While authorities occasionally acknowledge missteps, the basic position has been that we are behaving properly and in the best interests of the American people and their security.

That argument is increasingly harder to sustain.

The latest blow comes from Amnesty International, a generally well-respected organization that the United States often cites when criticizing the human-rights violations of others.

In a report issued in London, the organization said the U.S. counterterrorism campaign is undermining human rights and draining energy from more focused efforts to help the poor and the suffering.

Specifically, Amnesty said:

  • Tighter rules should be imposed on the use of private contractors involved in anti-terror work in Iraq and elsewhere. These contractors operate beyond the pale of military authority and of domestic U.S. law, it said.

  • The Guantanamo Bay prison camp should be closed. Close to 500 people remain detained there in a legal limbo that denies them most access to civil or even military justice.

    To make matters worse, Amnesty said, actions by the United States are serving as a smokescreen for civil-rights and human-rights violators elsewhere. The "war on terror" becomes a cover for repression.
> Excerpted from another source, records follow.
// ListMaker - work lists and order tracking for a panel cutting shop
//
// This is the library crate containing the order-processing pipeline.
// The binary crate (main.rs) provides the command-line entry point.

pub mod cli;
pub mod config;
pub mod logging;
pub mod metrics;
pub mod models;
pub mod services;

// Re-export commonly used types for convenience
pub use config::{ConfigManager, SettingsLoad};
pub use metrics::ScanMetrics;
pub use models::{ScanOptions, Settings, Status, StatusNode};

/// Application version
pub const VERSION: &str = env!("CARGO_PKG_VERSION");

/// Application name
pub const APP_NAME: &str = env!("CARGO_PKG_NAME");
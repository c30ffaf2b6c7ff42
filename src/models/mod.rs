//! Data models for ListMaker.
//!
//! - [`StatusNode`] / [`Status`]: the status tree built by the resolver and persisted in
//!   completion markers
//! - [`SettingsFile`]: the on-disk shape of `listMaker_settings.xml`
//! - [`Settings`]: settings after path resolution
//! - [`ScanOptions`]: the read-only configuration handed to the resolver (ignore list,
//!   stop words, manifest name, detail-count convention)

pub mod config;
pub mod status;

pub use config::{
    DetailCountConvention, IgnoreDir, IgnoreDirList, ScanOptions, Settings, SettingsError,
    SettingsFile, DEFAULT_REPORT_FILE, DEFAULT_STOP_WORDS, MANIFEST_FILE_NAME,
};
pub use status::{Status, StatusNode, UnknownStatus};
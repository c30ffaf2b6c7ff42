use crate::models::{Settings, SettingsFile};
use anyhow::{Context, Result};
use camino::{Utf8Path, Utf8PathBuf};
use std::fs;

/// Settings file name looked up next to the executable
pub const SETTINGS_FILE_NAME: &str = "listMaker_settings.xml";

/// Written when no settings file exists yet
pub const DEFAULT_SETTINGS: &str = r##"<?xml version="1.0" encoding="utf-8" ?>
<Root>
	<IgnoreDirList>
		<IgnoreDir Name="#Archive"/>
		<IgnoreDir Name="#Frezerovki"/>
		<IgnoreDir Name="#Без_кромок"/>
		<IgnoreDir Name="#ВЫПОЛНЕННЫЕ"/>
		<IgnoreDir Name="#ЕВРОЗАПИЛ"/>
		<IgnoreDir Name="#КОММЕРЦИЯ"/>
		<IgnoreDir Name="1111"/>
		<IgnoreDir Name="123"/>
		<IgnoreDir Name="1234"/>
		<IgnoreDir Name="12345"/>
		<IgnoreDir Name=".git"/>
		<IgnoreDir Name=".svn"/>
	</IgnoreDirList>
	<SourceDir>.</SourceDir>
	<TargetDir>./#ВЫПОЛНЕННЫЕ</TargetDir>
	<WorkReportFile>WorkReport.txt</WorkReportFile>
</Root>
"##;

/// Result of [`ConfigManager::load`]
#[derive(Debug, Clone, PartialEq, Eq)]
pub enum SettingsLoad {
    Loaded(Settings),
    /// No settings existed; a default file was written at this path and should be
    /// edited before the next run
    DefaultWritten(Utf8PathBuf),
}

/// Configuration manager for the XML settings file.
///
/// Relative directories inside the file are resolved against the folder that
/// holds it, so the file and the order tree can travel together.
#[derive(Debug, Clone)]
pub struct ConfigManager {
    settings_path: Utf8PathBuf,
}

impl ConfigManager {
    /// Create a manager for the settings file at `settings_path`.
    pub fn new<P: AsRef<Utf8Path>>(settings_path: P) -> Self {
        Self {
            settings_path: settings_path.as_ref().to_path_buf(),
        }
    }

    /// Load the settings, or write the default template when the file is missing.
    ///
    /// An existing file that cannot be read or parsed is an error and is left untouched.
    pub fn load(&self) -> Result<SettingsLoad> {
        if !self.settings_path.exists() {
            tracing::warn!(
                "Settings file not found at {}, writing defaults",
                self.settings_path
            );
            self.write_default()?;
            return Ok(SettingsLoad::DefaultWritten(self.settings_path.clone()));
        }

        let file_contents = fs::read_to_string(&self.settings_path)
            .with_context(|| format!("Failed to read settings: {}", self.settings_path))?;

        let file = parse_settings(&file_contents)
            .with_context(|| format!("Failed to parse settings: {}", self.settings_path))?;

        let settings = Settings::from_file(file, self.base_dir())
            .with_context(|| format!("Invalid settings in {}", self.settings_path))?;

        tracing::info!("Loaded settings from {}", self.settings_path);
        tracing::debug!(
            "Source: {}, target: {}, report: {}, ignored: {:?}",
            settings.source_dir,
            settings.target_dir,
            settings.report_file_name,
            settings.ignore_list
        );
        Ok(SettingsLoad::Loaded(settings))
    }

    /// Write the default settings template, creating the parent folder if needed.
    pub fn write_default(&self) -> Result<()> {
        let parent = self.base_dir();
        if !parent.as_str().is_empty() && !parent.exists() {
            fs::create_dir_all(parent)
                .with_context(|| format!("Failed to create settings directory: {}", parent))?;
        }

        fs::write(&self.settings_path, DEFAULT_SETTINGS)
            .with_context(|| format!("Failed to write default settings: {}", self.settings_path))?;

        tracing::info!("Wrote default settings to {}", self.settings_path);
        Ok(())
    }

    /// Get the settings file path.
    pub fn settings_path(&self) -> &Utf8Path {
        &self.settings_path
    }

    fn base_dir(&self) -> &Utf8Path {
        self.settings_path.parent().unwrap_or(Utf8Path::new(""))
    }
}

/// Parse the text of a settings file. A leading byte-order mark is accepted.
pub fn parse_settings(xml: &str) -> Result<SettingsFile> {
    let file: SettingsFile = quick_xml::de::from_str(xml.trim_start_matches('\u{feff}'))
        .context("Settings file is not valid XML")?;
    Ok(file)
}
    The way forward is clear: Detention, interrogation and handling of detainees should be conducted strictly according to law or military procedure, whichever is most appropriate. Civilian contractors must be held to the same standards applied to the military or our court system.

    Guantanamo should be phased out. Those who are suspected of crimes should be given trials; those for whom no evidence exists should be repatriated to wherever they came from.

    That's the road toward regaining the moral authority we had, and can have once again.

    And it sends precisely the right message to our global neighbors, by making human rights a priority.